SECURITIES AND EXCHANGE COMMISSION

Washington, D.C. 20549

 

FORM 6-K

 

REPORT OF FOREIGN PRIVATE ISSUER

PURSUANT TO RULE 13a-16 OR 15d-16

UNDER THE SECURITIES EXCHANGE ACT OF 1934

 

For the month of May 2026

 

Commission File Number: 001-41973

 

Critical Metals Corp.

(Exact name of registrant as specified in its charter)

 

c/o Maples Corporate Services (BVI) Limited

Kingston Chambers, PO Box 173, Road Town

Tortola, British Virgin Islands

(Address of principal executive office)

 

Indicate by check mark whether the registrant files or will file annual reports under cover of Form 20-F or Form 40-F:

 

Form 20-F         Form 40-F

 

 

 

 

 

EXPLANATORY NOTE

 

Closing of Acquisition of Tanbreez Stage 2 Interest

 

As previously disclosed, Critical Metals Corp. (the “Company”) entered into an amended and restated Heads of Agreement (as amended, the “Heads of Agreement”) with Rimbal Pty.
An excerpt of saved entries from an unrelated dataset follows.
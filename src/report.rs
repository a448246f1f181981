//! Aggregation of packing and cost results into one presentation contract.

use std::collections::HashMap;

use serde::Serialize;
use utoipa::ToSchema;

use crate::cost::{CostEstimate, DistanceSource};
use crate::model::{Container, Shape, Shipment, ShipmentId};
use crate::packing::{ItemOutcome, PlacementResult};
use crate::types::{Dimensional, Vec3};

/// Thresholds for advisory warnings.
#[derive(Clone, Copy, Debug, PartialEq)]
pub struct ReportOptions {
    /// Weight per cubic foot above which a placed shipment is flagged.
    pub density_alert_lb_per_cuft: f64,
    /// Share of the placed weight on one half of the floor above which the
    /// load is flagged as unbalanced. `None` disables the alert.
    pub balance_alert_share: Option<f64>,
}

impl ReportOptions {
    pub const DEFAULT_DENSITY_ALERT: f64 = 60.0;
    pub const DEFAULT_BALANCE_ALERT: Option<f64> = None;
}

impl Default for ReportOptions {
    fn default() -> Self {
        Self {
            density_alert_lb_per_cuft: Self::DEFAULT_DENSITY_ALERT,
            balance_alert_share: Self::DEFAULT_BALANCE_ALERT,
        }
    }
}

/// Split line of a weight balance check.
#[derive(Clone, Copy, Debug, PartialEq, Eq, Serialize, ToSchema)]
#[serde(rename_all = "snake_case")]
pub enum BalanceAxis {
    /// Halves ahead of and behind the mid-length line.
    FrontRear,
    /// Halves on either side of the mid-width line.
    LeftRight,
}

/// Placed weight on each half of the container floor.
///
/// An item straddling a mid line is split in proportion to its extent on
/// each side, as if its weight were spread evenly.
#[derive(Clone, Copy, Debug, Default, PartialEq, Serialize, ToSchema)]
pub struct WeightBalance {
    /// Weight with `x < length / 2`.
    pub front: f64,
    pub rear: f64,
    /// Weight with `y < width / 2`.
    pub left: f64,
    pub right: f64,
}

impl WeightBalance {
    pub fn from_placement(placement: &PlacementResult) -> Self {
        let container = placement.container;
        let mut balance = Self::default();
        for item in &placement.items {
            let Some(bounds) = item.bounding_box() else {
                continue;
            };
            let front = share_below(bounds.min.x, bounds.max.x, container.length() / 2.0);
            let left = share_below(bounds.min.y, bounds.max.y, container.width() / 2.0);
            balance.front += item.weight * front;
            balance.rear += item.weight * (1.0 - front);
            balance.left += item.weight * left;
            balance.right += item.weight * (1.0 - left);
        }
        balance
    }

    /// Share of the placed weight on the heavier half, `None` for an empty load.
    pub fn heavier_share(&self, axis: BalanceAxis) -> Option<f64> {
        let (a, b) = match axis {
            BalanceAxis::FrontRear => (self.front, self.rear),
            BalanceAxis::LeftRight => (self.left, self.right),
        };
        let total = a + b;
        (total > 0.0).then(|| a.max(b) / total)
    }
}

/// Fraction of `[min, max]` lying below `mid`.
fn share_below(min: f64, max: f64, mid: f64) -> f64 {
    ((mid - min) / (max - min)).clamp(0.0, 1.0)
}

/// Advisory findings. None of them blocks loading.
#[derive(Clone, Debug, PartialEq, Serialize, ToSchema)]
#[serde(tag = "kind", rename_all = "snake_case")]
pub enum ReportWarning {
    /// Placed weight exceeds the container capacity.
    Overload { total_weight: f64, max_weight: f64 },
    /// Some shipments could not be placed.
    RejectedItems { count: usize },
    /// The route lookup failed and the cost uses the fallback distance.
    RouteUnavailable { shipment_id: ShipmentId },
    /// A shipment is unusually dense for its footprint.
    HighDensity {
        shipment_id: ShipmentId,
        lb_per_cuft: f64,
    },
    /// One half of the floor carries more than the configured share of the
    /// placed weight.
    Imbalance {
        axis: BalanceAxis,
        heavier_share: f64,
    },
}

/// Merged geometry and cost view of one shipment.
#[derive(Clone, Debug, PartialEq, Serialize, ToSchema)]
pub struct ReportLine {
    pub shipment_id: ShipmentId,
    pub label: String,
    pub shape: Shape,
    pub hazmat: bool,
    pub origin: String,
    pub destination: String,
    pub dims: Vec3,
    pub weight: f64,
    pub outcome: ItemOutcome,
    pub cost: Option<CostEstimate>,
}

/// Cost figures summed over all shipments with an estimate.
#[derive(Clone, Copy, Debug, Default, PartialEq, Serialize, ToSchema)]
pub struct CostTotals {
    pub distance_miles: f64,
    pub fuel_cost: f64,
    pub wage_cost: f64,
    pub total_cost: f64,
    /// Largest shift count among shipments with a known duration.
    pub max_shift_count: Option<u32>,
    /// Number of estimates based on the fallback distance.
    pub fallback_estimates: usize,
}

/// Complete result of one planning run, in queue order.
#[derive(Clone, Debug, PartialEq, Serialize, ToSchema)]
pub struct LoadReport {
    pub container: Container,
    pub placed_count: usize,
    pub rejected_count: usize,
    pub rejected_ids: Vec<ShipmentId>,
    pub total_weight: f64,
    /// `total_weight / max_weight`
    pub weight_utilization: f64,
    /// `max_weight - total_weight`, negative when overloaded.
    pub weight_headroom: f64,
    /// Placed footprint volume over container volume.
    pub volume_utilization: f64,
    pub overload_warning: bool,
    pub balance: WeightBalance,
    pub lines: Vec<ReportLine>,
    pub totals: CostTotals,
    pub warnings: Vec<ReportWarning>,
}

/// Rounds a currency amount to cents.
pub fn round_currency(value: f64) -> f64 {
    (value * 100.0).round() / 100.0
}

/// Builds the report for a packed queue.
///
/// # Parameters
/// * `shipments` - The queue snapshot that was packed
/// * `placement` - Packing result for that snapshot
/// * `costs` - Per-shipment estimates; shipments without one get `cost: None`
/// * `options` - Warning thresholds
pub fn build_report(
    shipments: &[Shipment],
    placement: &PlacementResult,
    costs: &HashMap<ShipmentId, CostEstimate>,
    options: &ReportOptions,
) -> LoadReport {
    let by_id: HashMap<ShipmentId, &Shipment> = shipments.iter().map(|s| (s.id, s)).collect();
    let container = placement.container;
    let mut warnings = Vec::new();

    if placement.over_capacity {
        warnings.push(ReportWarning::Overload {
            total_weight: placement.total_weight,
            max_weight: container.max_weight(),
        });
    }
    if !placement.is_complete() {
        warnings.push(ReportWarning::RejectedItems {
            count: placement.rejected_count(),
        });
    }

    let mut totals = CostTotals::default();
    let mut lines = Vec::with_capacity(placement.items.len());

    for item in &placement.items {
        let shipment = by_id.get(&item.shipment_id);
        let cost = costs.get(&item.shipment_id).copied();

        if let Some(estimate) = cost {
            totals.distance_miles += estimate.distance_miles;
            totals.fuel_cost += estimate.fuel_cost;
            totals.wage_cost += estimate.wage_cost;
            totals.total_cost += estimate.total_cost;
            totals.max_shift_count = totals.max_shift_count.max(estimate.shift_count);
            if estimate.distance_source == DistanceSource::Fallback {
                totals.fallback_estimates += 1;
                warnings.push(ReportWarning::RouteUnavailable {
                    shipment_id: item.shipment_id,
                });
            }
        }

        if item.fits() {
            let density = item.weight / item.dims.volume();
            if density > options.density_alert_lb_per_cuft {
                warnings.push(ReportWarning::HighDensity {
                    shipment_id: item.shipment_id,
                    lb_per_cuft: density,
                });
            }
        }

        lines.push(ReportLine {
            shipment_id: item.shipment_id,
            label: shipment
                .map(|s| s.label.clone())
                .unwrap_or_else(|| format!("Shipment {}", item.shipment_id)),
            shape: shipment.map(|s| s.shape).unwrap_or_default(),
            hazmat: item.hazmat,
            origin: shipment.map(|s| s.origin.clone()).unwrap_or_default(),
            destination: shipment.map(|s| s.destination.clone()).unwrap_or_default(),
            dims: item.dims,
            weight: item.weight,
            outcome: item.outcome,
            cost,
        });
    }

    let balance = WeightBalance::from_placement(placement);
    if let Some(limit) = options.balance_alert_share {
        for axis in [BalanceAxis::FrontRear, BalanceAxis::LeftRight] {
            if let Some(share) = balance.heavier_share(axis).filter(|share| *share > limit) {
                warnings.push(ReportWarning::Imbalance {
                    axis,
                    heavier_share: share,
                });
            }
        }
    }

    LoadReport {
        container,
        placed_count: placement.placed_count(),
        rejected_count: placement.rejected_count(),
        rejected_ids: placement.rejected_ids.clone(),
        total_weight: placement.total_weight,
        weight_utilization: placement.total_weight / container.max_weight(),
        weight_headroom: placement.weight_headroom(),
        volume_utilization: placement.placed_volume() / container.volume(),
        overload_warning: placement.over_capacity,
        balance,
        lines,
        totals,
        warnings,
    }
}

impl LoadReport {
    /// Copy of the report with every currency amount rounded to cents, for rendering.
    pub fn for_presentation(&self) -> Self {
        let mut report = self.clone();
        for line in &mut report.lines {
            line.cost = line.cost.map(|cost| cost.for_presentation());
        }
        report.totals.fuel_cost = round_currency(report.totals.fuel_cost);
        report.totals.wage_cost = round_currency(report.totals.wage_cost);
        report.totals.total_cost = round_currency(report.totals.total_cost);
        report
    }

    pub fn line(&self, id: ShipmentId) -> Option<&ReportLine> {
        self.lines.iter().find(|line| line.shipment_id == id)
    }
}
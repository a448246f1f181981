use load_planner::cost::DistanceSource;
use load_planner::model::{Container, Shipment};
use load_planner::packing::{ItemOutcome, RejectionReason};
use load_planner::planner::{PlanSettings, plan_load};
use load_planner::report::{ReportWarning, round_currency};
use load_planner::route::{RouteBackend, RouteInfo, StaticRouteTable};
use load_planner::types::Vec3;

fn trailer() -> Container {
    Container::new(50.0, 8.0, 10.0, 45_000.0).unwrap()
}

fn routes() -> StaticRouteTable {
    StaticRouteTable::new()
        .with_route(
            "Chicago, IL",
            "Denver, CO",
            RouteInfo {
                distance_miles: 1000.0,
                duration_hours: 15.0,
            },
        )
        .with_route(
            "Dallas, TX",
            "Houston, TX",
            RouteInfo {
                distance_miles: 239.0,
                duration_hours: 3.6,
            },
        )
}

fn queue() -> Vec<Shipment> {
    vec![
        Shipment::new(1, (10.0, 4.0, 4.0), 3_000.0)
            .unwrap()
            .with_label("Machine parts")
            .with_route("Chicago, IL", "Denver, CO"),
        Shipment::new(2, (10.0, 4.0, 4.0), 2_000.0)
            .unwrap()
            .with_route("Houston, TX", "Dallas, TX"),
        Shipment::new(3, (10.0, 4.0, 4.0), 1_500.0)
            .unwrap()
            .with_route("Nowhere", "Elsewhere"),
        Shipment::new(4, (60.0, 4.0, 4.0), 500.0)
            .unwrap()
            .with_route("Chicago, IL", "Denver, CO"),
    ]
}

#[tokio::test]
async fn plans_mixed_queue_with_partial_route_coverage() {
    let shipments = queue();
    let report = plan_load(&trailer(), &shipments, &PlanSettings::default(), &routes())
        .await
        .expect("valid queue");

    assert_eq!(report.placed_count, 3);
    assert_eq!(report.rejected_ids, vec![4]);
    assert_eq!(report.total_weight, 6_500.0);
    assert!(!report.overload_warning);

    let ids: Vec<_> = report.lines.iter().map(|line| line.shipment_id).collect();
    assert_eq!(ids, vec![1, 2, 3, 4]);
    assert_eq!(report.lines[0].label, "Machine parts");
    assert_eq!(
        report.lines[1].outcome,
        ItemOutcome::Placed {
            position: Vec3::new(10.0, 0.0, 0.0),
            layer: 0
        }
    );
    assert_eq!(
        report.lines[3].outcome,
        ItemOutcome::Rejected {
            reason: RejectionReason::DimensionsExceedContainer
        }
    );

    let routed = report.line(1).and_then(|line| line.cost).expect("estimate");
    assert_eq!(routed.distance_source, DistanceSource::Route);
    assert_eq!(routed.shift_count, Some(2));
    assert!((routed.total_cost - 1518.4615).abs() < 1e-3);

    let reversed = report.line(2).and_then(|line| line.cost).expect("estimate");
    assert_eq!(reversed.distance_miles, 239.0);
    assert_eq!(reversed.shift_count, Some(1));

    let fallback = report.line(3).and_then(|line| line.cost).expect("estimate");
    assert_eq!(fallback.distance_source, DistanceSource::Fallback);
    assert_eq!(fallback.distance_miles, 500.0);
    assert_eq!(fallback.duration_hours, None);
    assert_eq!(fallback.shift_count, None);

    assert_eq!(report.totals.fallback_estimates, 1);
    assert_eq!(report.totals.max_shift_count, Some(2));
    assert!(
        report
            .warnings
            .contains(&ReportWarning::RouteUnavailable { shipment_id: 3 })
    );
    assert!(
        report
            .warnings
            .contains(&ReportWarning::RejectedItems { count: 1 })
    );
}

#[tokio::test]
async fn disabled_routing_degrades_every_estimate_to_fallback() {
    let shipments = queue();
    let report = plan_load(
        &trailer(),
        &shipments,
        &PlanSettings::default(),
        &RouteBackend::Disabled,
    )
    .await
    .expect("valid queue");

    assert!(report.lines.iter().all(|line| {
        line.cost
            .is_some_and(|cost| cost.distance_source == DistanceSource::Fallback)
    }));
    assert_eq!(report.totals.fallback_estimates, shipments.len());
    assert_eq!(report.totals.max_shift_count, None);
    assert_eq!(report.totals.distance_miles, 500.0 * shipments.len() as f64);
    assert_eq!(report.placed_count, 3);
}

#[tokio::test]
async fn overweight_load_is_placed_and_flagged() {
    let container = Container::new(50.0, 8.0, 10.0, 5_000.0).unwrap();
    let shipments = queue();
    let report = plan_load(&container, &shipments, &PlanSettings::default(), &routes())
        .await
        .expect("valid queue");

    assert_eq!(report.placed_count, 3);
    assert!(report.overload_warning);
    assert!(report.weight_headroom < 0.0);
    assert!(report.warnings.contains(&ReportWarning::Overload {
        total_weight: 6_500.0,
        max_weight: 5_000.0
    }));
}

#[tokio::test]
async fn presentation_rounds_only_currency() {
    let report = plan_load(&trailer(), &queue(), &PlanSettings::default(), &routes())
        .await
        .expect("valid queue");
    let shown = report.for_presentation();

    assert_eq!(
        shown.totals.total_cost,
        round_currency(report.totals.total_cost)
    );
    let raw = report.line(1).and_then(|line| line.cost).expect("estimate");
    let rounded = shown.line(1).and_then(|line| line.cost).expect("estimate");
    assert_eq!(rounded.total_cost, 1518.46);
    assert_eq!(rounded.fuel_gallons, raw.fuel_gallons);
    assert_eq!(shown.volume_utilization, report.volume_utilization);
}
Ltd. (“Rimbal”) in July 2024, which was amended in September 2025. Pursuant to the Heads of Agreement, the Company held a 42% ownership interest in Tanbreez Mining Greenland A/S (“Tanbreez”) immediately prior to the Stage 2 Closing (as defined below). The Heads of Agreement provided that, upon approval from the Greenlandic Mineral Resources Authority (the “Greenland MRA”) of Rimbal’s transfer of Tanbreez to the Company, the Company was obligated to increase its ownership interest in Tanbreez from 42% to 92.5% (the “Stage 2 Interest”) in exchange for the issuance of 14,500,000 ordinary shares, par value $0.001 per share, of the Company (“Ordinary Shares”) to Rimbal. The remaining 7.5% ownership interest in Tanbreez is currently held by the Company’s largest shareholder, European Lithium Limited.

 

On April 29, 2026, the Company and Rimbal completed the issuance of the Stage 2 Interest and the other closing procedures contained within the Heads of Agreement (the “Stage 2 Closing”). The Ordinary Shares were issued to Rimbal in a private placement exempt from the registration requirements of the Securities Act of 1933 (the “Securities Act”), in reliance on the exemptions set forth in Section 4(a)(2) of the Securities Act. The Company is obligated under the Heads of Agreement to file a registration statement for the resale of the Ordinary Shares issued to Rimbal.

 

On April 30, 2026, the company issued a press release announcing the Stage 2 Closing. A copy of the press release is furnished as Exhibit 99.1 herewith.

 

Incorporation by Reference

 

The information contained in this Form 6-K (excluding Exhibit 99.1) is hereby incorporated by reference into the Company’s registration statements registration statements on Form F-3 (File No. 333-294406), Form F-3 (File No. 333-293656), Form F-3 (File No. 333-290973), Form F-3 (File No. 333-286326), Form F-1 (File No. 333-278400), Form S-8 (File No. 333-291195) and Form S-8 (File No. 333-280017).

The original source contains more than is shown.